> **Work required**:
From the records below, copy out exactly the lines from the one containing "Handle one line;" to the one containing "bind_all(&mut entries, client);", both included. Add nothing else.

• • • •

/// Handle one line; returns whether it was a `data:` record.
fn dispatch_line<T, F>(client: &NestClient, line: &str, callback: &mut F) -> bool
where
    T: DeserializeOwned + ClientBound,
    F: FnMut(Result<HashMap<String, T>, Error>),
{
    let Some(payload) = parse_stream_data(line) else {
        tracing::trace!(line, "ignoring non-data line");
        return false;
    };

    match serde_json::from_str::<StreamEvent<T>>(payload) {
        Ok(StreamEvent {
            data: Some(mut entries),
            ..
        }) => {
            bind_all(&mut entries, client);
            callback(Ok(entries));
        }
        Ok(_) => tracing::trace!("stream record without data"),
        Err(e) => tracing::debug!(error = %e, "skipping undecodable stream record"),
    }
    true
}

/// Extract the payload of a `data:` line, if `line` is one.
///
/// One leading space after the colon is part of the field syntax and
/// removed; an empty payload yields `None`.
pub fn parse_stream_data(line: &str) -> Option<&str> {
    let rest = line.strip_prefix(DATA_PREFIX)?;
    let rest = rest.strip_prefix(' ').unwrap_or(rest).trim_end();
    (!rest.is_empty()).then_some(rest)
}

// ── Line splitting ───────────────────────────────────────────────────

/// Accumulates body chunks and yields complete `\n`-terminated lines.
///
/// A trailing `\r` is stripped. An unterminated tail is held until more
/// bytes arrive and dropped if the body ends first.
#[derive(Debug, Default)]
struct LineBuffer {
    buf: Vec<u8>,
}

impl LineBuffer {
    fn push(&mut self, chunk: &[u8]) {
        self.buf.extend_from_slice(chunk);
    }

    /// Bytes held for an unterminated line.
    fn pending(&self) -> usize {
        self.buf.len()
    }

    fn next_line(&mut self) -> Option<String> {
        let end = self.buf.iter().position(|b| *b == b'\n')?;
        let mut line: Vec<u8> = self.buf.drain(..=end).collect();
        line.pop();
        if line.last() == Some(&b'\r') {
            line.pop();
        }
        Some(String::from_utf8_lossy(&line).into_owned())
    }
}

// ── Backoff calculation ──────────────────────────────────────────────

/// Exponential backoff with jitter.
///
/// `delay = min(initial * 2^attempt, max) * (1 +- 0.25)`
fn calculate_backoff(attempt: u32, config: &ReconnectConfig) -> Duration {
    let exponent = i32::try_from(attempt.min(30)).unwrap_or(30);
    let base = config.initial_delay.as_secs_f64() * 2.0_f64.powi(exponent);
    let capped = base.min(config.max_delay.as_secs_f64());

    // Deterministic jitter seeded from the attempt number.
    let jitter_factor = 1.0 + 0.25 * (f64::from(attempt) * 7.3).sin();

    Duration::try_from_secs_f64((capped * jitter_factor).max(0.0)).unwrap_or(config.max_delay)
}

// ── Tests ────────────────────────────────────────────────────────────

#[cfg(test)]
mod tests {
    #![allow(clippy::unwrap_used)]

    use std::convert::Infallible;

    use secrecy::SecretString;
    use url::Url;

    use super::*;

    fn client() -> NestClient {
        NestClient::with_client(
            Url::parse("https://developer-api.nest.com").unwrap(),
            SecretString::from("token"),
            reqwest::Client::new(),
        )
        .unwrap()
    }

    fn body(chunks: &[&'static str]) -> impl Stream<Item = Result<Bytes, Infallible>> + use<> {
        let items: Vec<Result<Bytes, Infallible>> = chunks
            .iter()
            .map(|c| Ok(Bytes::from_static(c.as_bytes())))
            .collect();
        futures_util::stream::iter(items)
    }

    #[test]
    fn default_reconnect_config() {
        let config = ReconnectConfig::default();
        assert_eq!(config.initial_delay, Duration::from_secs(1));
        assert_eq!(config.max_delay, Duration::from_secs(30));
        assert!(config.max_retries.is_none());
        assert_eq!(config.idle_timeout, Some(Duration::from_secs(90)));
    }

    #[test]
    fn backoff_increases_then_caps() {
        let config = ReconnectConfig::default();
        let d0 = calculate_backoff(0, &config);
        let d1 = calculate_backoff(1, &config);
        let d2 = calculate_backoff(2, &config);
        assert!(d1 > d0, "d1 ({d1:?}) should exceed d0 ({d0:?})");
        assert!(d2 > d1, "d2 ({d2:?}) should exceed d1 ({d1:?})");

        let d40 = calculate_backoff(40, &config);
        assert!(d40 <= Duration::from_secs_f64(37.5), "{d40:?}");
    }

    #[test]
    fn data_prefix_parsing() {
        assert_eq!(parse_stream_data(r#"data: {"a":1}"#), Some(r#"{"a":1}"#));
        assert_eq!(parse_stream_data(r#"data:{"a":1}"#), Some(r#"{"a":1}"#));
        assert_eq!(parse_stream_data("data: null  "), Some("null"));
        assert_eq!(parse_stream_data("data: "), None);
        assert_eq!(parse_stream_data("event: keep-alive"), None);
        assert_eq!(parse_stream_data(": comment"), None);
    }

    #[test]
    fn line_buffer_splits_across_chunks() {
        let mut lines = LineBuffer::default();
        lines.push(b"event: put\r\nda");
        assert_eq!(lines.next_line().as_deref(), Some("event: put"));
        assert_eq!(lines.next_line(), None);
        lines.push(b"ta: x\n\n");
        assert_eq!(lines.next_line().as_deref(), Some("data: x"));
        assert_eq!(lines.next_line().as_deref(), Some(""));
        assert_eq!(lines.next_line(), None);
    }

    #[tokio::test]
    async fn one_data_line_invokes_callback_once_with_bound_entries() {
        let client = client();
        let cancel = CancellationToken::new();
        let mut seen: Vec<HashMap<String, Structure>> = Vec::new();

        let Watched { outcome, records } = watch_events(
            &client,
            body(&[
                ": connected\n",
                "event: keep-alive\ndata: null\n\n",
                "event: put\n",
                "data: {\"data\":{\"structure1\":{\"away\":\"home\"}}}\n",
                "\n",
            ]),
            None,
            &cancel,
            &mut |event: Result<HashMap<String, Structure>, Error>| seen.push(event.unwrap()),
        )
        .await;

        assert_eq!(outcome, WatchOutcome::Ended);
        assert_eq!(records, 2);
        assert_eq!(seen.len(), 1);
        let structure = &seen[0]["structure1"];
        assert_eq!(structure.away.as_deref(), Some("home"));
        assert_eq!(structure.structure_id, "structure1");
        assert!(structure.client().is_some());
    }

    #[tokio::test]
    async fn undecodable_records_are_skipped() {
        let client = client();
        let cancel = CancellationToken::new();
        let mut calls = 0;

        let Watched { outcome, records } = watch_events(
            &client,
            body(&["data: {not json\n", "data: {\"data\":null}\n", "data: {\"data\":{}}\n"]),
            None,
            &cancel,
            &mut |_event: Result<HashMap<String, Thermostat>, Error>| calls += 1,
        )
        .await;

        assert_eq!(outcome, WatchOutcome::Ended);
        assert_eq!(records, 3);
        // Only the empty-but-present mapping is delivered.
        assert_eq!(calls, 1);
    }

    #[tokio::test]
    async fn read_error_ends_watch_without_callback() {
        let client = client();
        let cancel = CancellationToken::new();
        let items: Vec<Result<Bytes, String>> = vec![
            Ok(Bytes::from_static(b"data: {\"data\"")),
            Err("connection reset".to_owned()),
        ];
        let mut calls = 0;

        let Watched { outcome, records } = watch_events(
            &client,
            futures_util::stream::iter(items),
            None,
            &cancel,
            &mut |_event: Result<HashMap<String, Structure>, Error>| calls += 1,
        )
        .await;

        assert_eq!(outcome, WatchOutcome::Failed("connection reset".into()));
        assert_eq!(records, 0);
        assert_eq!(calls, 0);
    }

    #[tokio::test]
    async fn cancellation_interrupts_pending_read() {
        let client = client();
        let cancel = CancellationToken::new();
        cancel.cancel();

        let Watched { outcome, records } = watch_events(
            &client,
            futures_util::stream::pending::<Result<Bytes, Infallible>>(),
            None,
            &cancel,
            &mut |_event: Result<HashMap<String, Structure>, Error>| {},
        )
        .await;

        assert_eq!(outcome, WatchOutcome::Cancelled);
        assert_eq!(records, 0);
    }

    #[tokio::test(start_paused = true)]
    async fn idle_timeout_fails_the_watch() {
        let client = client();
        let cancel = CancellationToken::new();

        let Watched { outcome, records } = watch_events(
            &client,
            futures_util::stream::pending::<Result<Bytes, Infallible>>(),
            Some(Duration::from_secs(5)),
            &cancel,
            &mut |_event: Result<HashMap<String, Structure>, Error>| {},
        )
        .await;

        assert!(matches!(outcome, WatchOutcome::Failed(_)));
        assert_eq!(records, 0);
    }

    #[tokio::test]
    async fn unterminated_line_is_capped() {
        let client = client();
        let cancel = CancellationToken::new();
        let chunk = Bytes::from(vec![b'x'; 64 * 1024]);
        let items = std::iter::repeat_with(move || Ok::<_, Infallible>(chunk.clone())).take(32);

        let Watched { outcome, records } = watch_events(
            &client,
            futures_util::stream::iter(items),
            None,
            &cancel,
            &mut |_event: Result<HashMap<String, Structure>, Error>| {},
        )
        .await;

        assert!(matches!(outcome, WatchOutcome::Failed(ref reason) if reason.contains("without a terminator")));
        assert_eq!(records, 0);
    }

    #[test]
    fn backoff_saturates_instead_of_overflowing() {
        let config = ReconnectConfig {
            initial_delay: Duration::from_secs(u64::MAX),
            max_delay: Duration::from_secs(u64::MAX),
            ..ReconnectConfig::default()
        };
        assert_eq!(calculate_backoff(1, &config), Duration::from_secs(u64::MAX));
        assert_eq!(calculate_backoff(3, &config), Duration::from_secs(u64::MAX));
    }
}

• • • •

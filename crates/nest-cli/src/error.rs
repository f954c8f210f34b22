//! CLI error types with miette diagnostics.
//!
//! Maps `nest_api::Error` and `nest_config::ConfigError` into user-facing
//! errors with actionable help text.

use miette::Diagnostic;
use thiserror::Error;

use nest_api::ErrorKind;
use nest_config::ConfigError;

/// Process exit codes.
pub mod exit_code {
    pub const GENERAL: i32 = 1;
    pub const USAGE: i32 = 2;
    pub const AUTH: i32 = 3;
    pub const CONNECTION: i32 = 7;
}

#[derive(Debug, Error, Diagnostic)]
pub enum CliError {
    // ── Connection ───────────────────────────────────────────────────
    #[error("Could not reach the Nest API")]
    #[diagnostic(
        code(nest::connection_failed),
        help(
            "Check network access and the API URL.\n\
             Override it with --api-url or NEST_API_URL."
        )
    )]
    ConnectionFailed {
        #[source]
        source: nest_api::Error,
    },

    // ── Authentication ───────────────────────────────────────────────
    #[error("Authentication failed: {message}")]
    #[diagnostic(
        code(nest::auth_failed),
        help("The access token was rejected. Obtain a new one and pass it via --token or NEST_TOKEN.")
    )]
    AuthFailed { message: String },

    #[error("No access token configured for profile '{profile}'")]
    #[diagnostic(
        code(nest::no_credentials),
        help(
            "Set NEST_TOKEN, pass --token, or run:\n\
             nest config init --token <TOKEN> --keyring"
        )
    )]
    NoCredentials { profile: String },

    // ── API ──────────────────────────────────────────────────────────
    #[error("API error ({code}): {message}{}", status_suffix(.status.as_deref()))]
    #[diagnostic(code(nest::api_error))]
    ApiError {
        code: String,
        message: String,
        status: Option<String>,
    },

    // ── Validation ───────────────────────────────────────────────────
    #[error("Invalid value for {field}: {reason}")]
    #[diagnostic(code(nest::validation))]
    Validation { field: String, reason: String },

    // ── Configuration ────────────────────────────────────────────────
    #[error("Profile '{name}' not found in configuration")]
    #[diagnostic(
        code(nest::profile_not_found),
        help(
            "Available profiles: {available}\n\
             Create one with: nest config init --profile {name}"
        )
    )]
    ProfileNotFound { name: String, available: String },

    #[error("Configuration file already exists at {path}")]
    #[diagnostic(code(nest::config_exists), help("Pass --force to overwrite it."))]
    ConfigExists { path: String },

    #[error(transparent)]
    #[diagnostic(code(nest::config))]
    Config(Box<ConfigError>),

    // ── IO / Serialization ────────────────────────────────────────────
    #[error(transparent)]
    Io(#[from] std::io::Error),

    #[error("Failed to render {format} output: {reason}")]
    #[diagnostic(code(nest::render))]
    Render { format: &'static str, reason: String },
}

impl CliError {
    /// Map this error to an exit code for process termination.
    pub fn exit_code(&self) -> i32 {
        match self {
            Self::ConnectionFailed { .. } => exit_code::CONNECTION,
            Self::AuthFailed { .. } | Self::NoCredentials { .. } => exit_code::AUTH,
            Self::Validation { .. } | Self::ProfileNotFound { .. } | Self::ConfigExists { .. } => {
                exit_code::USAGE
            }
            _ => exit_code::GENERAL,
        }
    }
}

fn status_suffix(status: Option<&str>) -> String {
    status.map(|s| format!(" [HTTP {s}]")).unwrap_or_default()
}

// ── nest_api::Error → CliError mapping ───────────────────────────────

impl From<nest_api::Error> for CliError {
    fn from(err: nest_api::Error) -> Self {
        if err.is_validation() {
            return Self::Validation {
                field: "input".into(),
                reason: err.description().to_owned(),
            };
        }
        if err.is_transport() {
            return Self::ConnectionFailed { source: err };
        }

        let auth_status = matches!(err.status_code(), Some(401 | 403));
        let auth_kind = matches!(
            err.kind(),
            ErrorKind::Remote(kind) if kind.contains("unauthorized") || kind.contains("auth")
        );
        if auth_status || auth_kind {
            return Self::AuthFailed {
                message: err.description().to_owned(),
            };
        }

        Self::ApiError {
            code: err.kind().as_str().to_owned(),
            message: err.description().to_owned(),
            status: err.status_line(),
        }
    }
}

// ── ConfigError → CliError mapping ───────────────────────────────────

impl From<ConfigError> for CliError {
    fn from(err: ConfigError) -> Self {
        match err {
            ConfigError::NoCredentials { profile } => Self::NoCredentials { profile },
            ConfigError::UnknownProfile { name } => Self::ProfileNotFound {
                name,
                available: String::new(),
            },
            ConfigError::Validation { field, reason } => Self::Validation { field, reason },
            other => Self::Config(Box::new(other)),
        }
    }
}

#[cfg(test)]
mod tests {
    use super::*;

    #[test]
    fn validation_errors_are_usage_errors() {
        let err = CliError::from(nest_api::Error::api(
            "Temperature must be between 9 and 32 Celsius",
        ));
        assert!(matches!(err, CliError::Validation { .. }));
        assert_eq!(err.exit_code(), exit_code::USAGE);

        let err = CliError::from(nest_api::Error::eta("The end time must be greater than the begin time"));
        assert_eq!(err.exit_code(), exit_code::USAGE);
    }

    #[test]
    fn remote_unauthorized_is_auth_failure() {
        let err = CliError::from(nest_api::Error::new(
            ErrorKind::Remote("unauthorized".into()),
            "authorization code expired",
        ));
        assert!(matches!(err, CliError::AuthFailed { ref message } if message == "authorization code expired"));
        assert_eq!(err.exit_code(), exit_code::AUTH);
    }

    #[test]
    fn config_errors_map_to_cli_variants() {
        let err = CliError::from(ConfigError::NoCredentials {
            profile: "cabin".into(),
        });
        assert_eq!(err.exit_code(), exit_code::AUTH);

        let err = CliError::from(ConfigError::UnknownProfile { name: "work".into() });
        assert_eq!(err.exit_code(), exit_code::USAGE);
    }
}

• • • •

> **Answer for the task**:
/// Handle one line; returns whether it was a `data:` record.
fn dispatch_line<T, F>(client: &NestClient, line: &str, callback: &mut F) -> bool
where
    T: DeserializeOwned + ClientBound,
    F: FnMut(Result<HashMap<String, T>, Error>),
{
    let Some(payload) = parse_stream_data(line) else {
        tracing::trace!(line, "ignoring non-data line");
        return false;
    };

    match serde_json::from_str::<StreamEvent<T>>(payload) {
        Ok(StreamEvent {
            data: Some(mut entries),
            ..
        }) => {
            bind_all(&mut entries, client);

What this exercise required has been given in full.